This short course should be of interest to geotechnical engineers, structural engineers, and civil engineers who wish to have a better understanding of the current, state-of-the-art with respect to the analysis and design of pile foundations. All key concepts and terminology will be explained and emphasis will be placed on the practical application of the information provided.
This course is a comprehensive two days deep foundations course dealing with bored, driven, and helical screw piles foundations. Major emphasis will be on the analytical methods and the problem solving aspects of the design and construction of pile foundations. This course provides the participants with an opportunity to apply the design procedures to "real life" challenging foundation design projects.
The main objective of this course is to equip the participants with the needed tools to select the best pile foundation solution for each particular project. After completing the course, participants should be able to design deep foundations and supervise their construction. The course philosophy is to provide the participants with the information they need to design foundations at the state of the art.
Structural, civil, and geotechnical engineers, consulting engineers, technicians and technologists, public works and construction department employees of federal, provincial, and municipal governments and engineers responsible for large industrial, commercial, or institutional facilities who must deal with different types of foundations, and foundation construction contractors.
The two-day course consists of a series of lectures and workshops. Worked examples with numerical reference reinforce the lecture content. Case studies that illustrate the full range of problems are a feature of the course. In addition, a comprehensive pile design workshop will be conducted under the instructor guidance.
- Subsoil Exploration:
- Purpose of soil exploration
- Subsurface exploration program
- Geophysical exploration
- Interpretation of soil parameters for deep foundations design
- Analysis and Design of Pile Foundations for Vertical Loads:
- Types of deep foundations
- Bearing capacity of single piles in sand, bearing capacity of single piles in clay
- Empirical analysis (Correlation with standard field tests)

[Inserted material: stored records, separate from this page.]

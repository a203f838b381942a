//! Quire CLI — assemble and validate calculation documents.

mod commands;
mod manifest;

use std::path::{Path, PathBuf};
use std::process;

use clap::{Parser, Subcommand};
use quire_store::DirStore;

use manifest::QuireManifest;

#[derive(Parser)]
#[command(name = "quire", version, about = "Document inclusion and input-field engine")]
struct Cli {
    /// Store directory (overrides quire.toml)
    #[arg(long, global = true)]
    store: Option<PathBuf>,

    #[command(subcommand)]
    command: Commands,
}

#[derive(Subcommand)]
enum Commands {
    /// Create a new quire project
    Init {
        /// Project name
        name: String,
    },
    /// Import a document into the store, validating its include edges
    Add {
        /// Source file
        file: PathBuf,
        /// Identifier to store under (default: the file stem)
        #[arg(long)]
        id: Option<String>,
    },
    /// Expand a document to its flat text
    Expand {
        /// Document identifier
        id: String,
        /// Values for one positional field, `;`-joined (repeatable)
        #[arg(long = "values")]
        values: Vec<String>,
        /// Skip the substitution pass at every nesting level
        #[arg(long)]
        raw: bool,
    },
    /// Check whether proposed include edges would create a cycle
    Check {
        /// Subject document identifier
        id: String,
        /// Proposed outgoing include identifier (repeatable)
        #[arg(long = "include")]
        includes: Vec<String>,
    },
    /// List stored documents and their include edges
    List {
        /// Emit JSON instead of plain text
        #[arg(long)]
        json: bool,
    },
}

fn main() {
    let cli = Cli::parse();

    if let Err(e) = run(cli) {
        eprintln!("error: {e:#}");
        process::exit(1);
    }
}

fn run(cli: Cli) -> anyhow::Result<()> {
    let cwd = std::env::current_dir()?;

    match cli.command {
        Commands::Init { name } => commands::init::run(&name),

        Commands::Add { file, id } => {
            let (store, _) = open_store(&cwd, cli.store.as_deref())?;
            commands::add::run(&store, &file, id.as_deref())
        }

        Commands::Expand { id, values, raw } => {
            let (store, max_depth) = open_store(&cwd, cli.store.as_deref())?;
            commands::expand::run(&store, max_depth, &id, &values, raw)
        }

        Commands::Check { id, includes } => {
            let (store, _) = open_store(&cwd, cli.store.as_deref())?;
            commands::check::run(&store, &id, &includes)
        }

        Commands::List { json } => {
            let (store, _) = open_store(&cwd, cli.store.as_deref())?;
            commands::list::run(&store, json)
        }
    }
}

/// Resolve the store from the `--store` flag or the nearest `quire.toml`.
fn open_store(cwd: &Path, flag: Option<&Path>) -> anyhow::Result<(DirStore, usize)> {
    if let Some(root) = flag {
        return Ok((DirStore::new(root), quire_resolve::DEFAULT_MAX_DEPTH));
    }
    match QuireManifest::find_and_load(cwd)? {
        Some((manifest, project_dir)) => {
            let store = DirStore::with_extension(
                project_dir.join(manifest.store_root()),
                manifest.extension(),
            );
            Ok((store, manifest.max_depth()))
        }
        None => anyhow::bail!("no quire.toml found and no --store given (run `quire init` first)"),
    }
}
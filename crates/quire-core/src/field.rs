//! Substitution fields and the queue consumed during expansion.
//!
//! A field is a named (or purely positional) ordered list of string
//! values. A [`FieldQueue`] holds fields in declaration order and is
//! consumed strictly front to back: the substitution pass pops values from
//! the front field and discards it once exhausted, so no value is ever
//! consumed twice within one pass.

use std::collections::VecDeque;

use crate::document::{FIELD_SEPARATOR, VALUE_SEPARATOR};

/// A named or positional ordered list of substitution values.
#[derive(Debug, Clone, Default, PartialEq, Eq)]
pub struct Field {
    name: String,
    values: Vec<String>,
}

impl Field {
    /// Create a named field.
    pub fn new(name: impl Into<String>, values: Vec<String>) -> Self {
        Field {
            name: name.into(),
            values,
        }
    }

    /// Create a purely positional field (empty name).
    pub fn positional(values: Vec<String>) -> Self {
        Field {
            name: String::new(),
            values,
        }
    }

    /// The field name; empty for positional fields.
    pub fn name(&self) -> &str {
        &self.name
    }

    /// The remaining values.
    pub fn values(&self) -> &[String] {
        &self.values
    }

    /// Number of remaining values.
    pub fn len(&self) -> usize {
        self.values.len()
    }

    /// True when no values remain.
    pub fn is_empty(&self) -> bool {
        self.values.is_empty()
    }

    /// Merge an incoming value set into this field.
    ///
    /// The value count never shrinks: an empty field adopts the incoming
    /// set wholesale, a longer incoming set grows the field to its length,
    /// and a shorter one overwrites only the leading slots, leaving the
    /// remainder at their prior values. Length mismatch is never an error.
    pub fn merge_values(&mut self, incoming: &[String]) {
        if self.values.is_empty() {
            self.values = incoming.to_vec();
            return;
        }
        if incoming.len() > self.values.len() {
            self.values.resize(incoming.len(), String::new());
        }
        for (slot, value) in self.values.iter_mut().zip(incoming) {
            slot.clone_from(value);
        }
    }
}

/// An ordered queue of fields, consumed strictly front to back.
#[derive(Debug, Clone, Default, PartialEq, Eq)]
pub struct FieldQueue {
    fields: VecDeque<Field>,
}

impl FieldQueue {
    /// Create an empty queue.
    pub fn new() -> Self {
        FieldQueue::default()
    }

    /// Parse a form section into a queue.
    ///
    /// The form is line-oriented: each non-blank line declares one field
    /// as `name<TAB>value;value;…`. A line without the field separator
    /// declares a nameless positional field holding the whole value list.
    /// A blank form yields an empty queue.
    pub fn from_form(form: &str) -> Self {
        let mut queue = FieldQueue::new();
        for line in form.lines() {
            if line.trim().is_empty() {
                continue;
            }
            let field = match line.find(FIELD_SEPARATOR) {
                Some(n) => Field::new(line[..n].trim(), split_values(&line[n + 1..])),
                None => Field::positional(split_values(line)),
            };
            queue.push_back(field);
        }
        queue
    }

    /// Append a field at the back of the queue.
    pub fn push_back(&mut self, field: Field) {
        self.fields.push_back(field);
    }

    /// Number of fields still in the queue.
    pub fn field_count(&self) -> usize {
        self.fields.len()
    }

    /// Total values remaining across all fields.
    pub fn value_count(&self) -> usize {
        self.fields.iter().map(Field::len).sum()
    }

    /// True when no values remain to be consumed.
    pub fn is_empty(&self) -> bool {
        self.fields.iter().all(Field::is_empty)
    }

    /// Iterate over the remaining fields, front to back.
    pub fn fields(&self) -> impl Iterator<Item = &Field> {
        self.fields.iter()
    }

    /// Pop the next value from the front field.
    ///
    /// A field whose values are exhausted is discarded from the queue and
    /// never reused within the pass. Returns `None` once the queue is dry.
    pub fn pop_value(&mut self) -> Option<String> {
        loop {
            let front = self.fields.front_mut()?;
            if front.values.is_empty() {
                self.fields.pop_front();
                continue;
            }
            let value = front.values.remove(0);
            if front.values.is_empty() {
                self.fields.pop_front();
            }
            return Some(value);
        }
    }

    /// Reconcile this caller queue with the fields a callee declares.
    ///
    /// An empty caller queue adopts the declared fields wholesale. A
    /// caller holding fewer values than the callee declares gains the
    /// declared values beyond its own count, appended as whole or partial
    /// trailing fields so they stay available further down the inclusion
    /// chain. A caller holding at least as many values is left unchanged.
    pub fn reconcile(&mut self, declared: FieldQueue) {
        let held = self.value_count();
        if held == 0 {
            self.fields = declared.fields;
            return;
        }
        let mut skip = held;
        for mut field in declared.fields {
            if skip >= field.values.len() {
                skip -= field.values.len();
                continue;
            }
            field.values.drain(..skip);
            skip = 0;
            self.fields.push_back(field);
        }
    }
}

impl FromIterator<Field> for FieldQueue {
    fn from_iter<I: IntoIterator<Item = Field>>(iter: I) -> Self {
        FieldQueue {
            fields: iter.into_iter().collect(),
        }
    }
}

/// Split a `;`-joined value list, trimming each value.
fn split_values(s: &str) -> Vec<String> {
    s.split(VALUE_SEPARATOR)
        .map(|v| v.trim().to_string())
        .collect()
}
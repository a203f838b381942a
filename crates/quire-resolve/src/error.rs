//! Resolution error types.

use quire_core::DocumentId;
use quire_store::StoreError;

/// Errors that can occur during include resolution.
#[derive(Debug, thiserror::Error)]
pub enum ResolveError {
    /// An inclusion directive names a document absent from the store.
    /// Fatal to the whole resolution; there is no partial output.
    #[error("referenced document not found: {id}")]
    ReferenceNotFound { id: DocumentId },

    /// Inclusion nesting exceeded the configured limit.
    #[error("inclusion depth limit of {limit} exceeded")]
    DepthExceeded { limit: usize },

    /// The store failed underneath the resolver.
    #[error("store error: {0}")]
    Store(#[from] StoreError),
}

/// Result type alias for resolution.
pub type Result<T> = std::result::Result<T, ResolveError>;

- Pullout capacity of piles, estimation of pile length, stresses on underlying strata
- Bearing capacity of pile groups
- Pile caps, pile driving formulas, negative skin friction
- Settlements of single piles and pile groups
- Analysis and Design of Pile Foundations for Lateral Loads:
- Lateral capacity of single piles in sand, lateral capacity of single piles in clay
- Lateral capacity of pile groups
- Lateral deflection of single piles and pile groups
- Bearing and Uplift Capacities of Helical Screw Piles:
- Bearing capacity of single-helix and multi-helix piles in sand
- Bearing capacity of single-helix and multi-helix piles in clay
- Uplift capacity of single-helix and multi-helix piles in sand
- Uplift capacity of single-helix and multi-helix piles in clay
- Capacity of pile groups
- Pile design workshop
- Questions, answers, and feedback to participants on achievement of learning outcomes
- Concluding remarks and final adjournment
- Judge when deep foundations should be considered.
- Recognize the failure modes of deep foundations.
- Determine the bearing capacity of deep foundations.
- Describe procedures for construction inspection and performance monitoring of deep foundations, and
- Achieve confidence in the design of pile foundations.
Associate Professor of Geotechnical Engineering, Dalhousie University
Hany has more than 20 years of experience in civil construction, geotechnical, and structural engineering and research in Canada and overseas. He has participated in several structural and geotechnical investigations, and is experienced in analysis and design of foundations and soil-structure interaction of buried infrastructure. Dr. El Naggar and his research team has investigated the soil-structure interaction (SSI) effects around buried infrastructure, explored innovative use of tire derived aggregate (TDA) as a buffer zone to create stress arching and reduce demand on rigid culverts, proposed an earth pressure reduction system using geogrid reinforced platform bridging system to reduce stresses on buried utilities, and developed innovative “cellular” precast concrete pipe system. He also has developed a simplified technique to account for the group effect in pile dynamics, and closed form solutions for the moments and thrusts in jointed and un-jointed composite lining systems, designed several foundation systems ranging from machine foundations subjected to dynamic loads to raft foundations for underground structure, as well as several tunnels and underground structures in the United States, Europe, and Canada.
The findings from Dr. El Naggar’s research have been reported in more than 65 technical publications covering both experimental and numerical work in the fields of soil-structure interaction, buried infrastructure and concrete pipes. He is the recipient of the 2005–2006 Outstanding Teaching Award from the Department of Civil and Environmental Engineering at Western. Prof. El Naggar won the 2006 L. G. Soderman Award, the 2005 R.M. Quigley Award, and the 2004 Milos Novak Memorial Award. Dr. El Naggar is the current chair of the Buried Structures Committee, CSCE; also, he is member of the technical committee on buried structures of the Canadian Highway Bridge Design Code (CHBDC). In addition, he is the current editor-in-chief of the International Journal of Civil Infrastructure.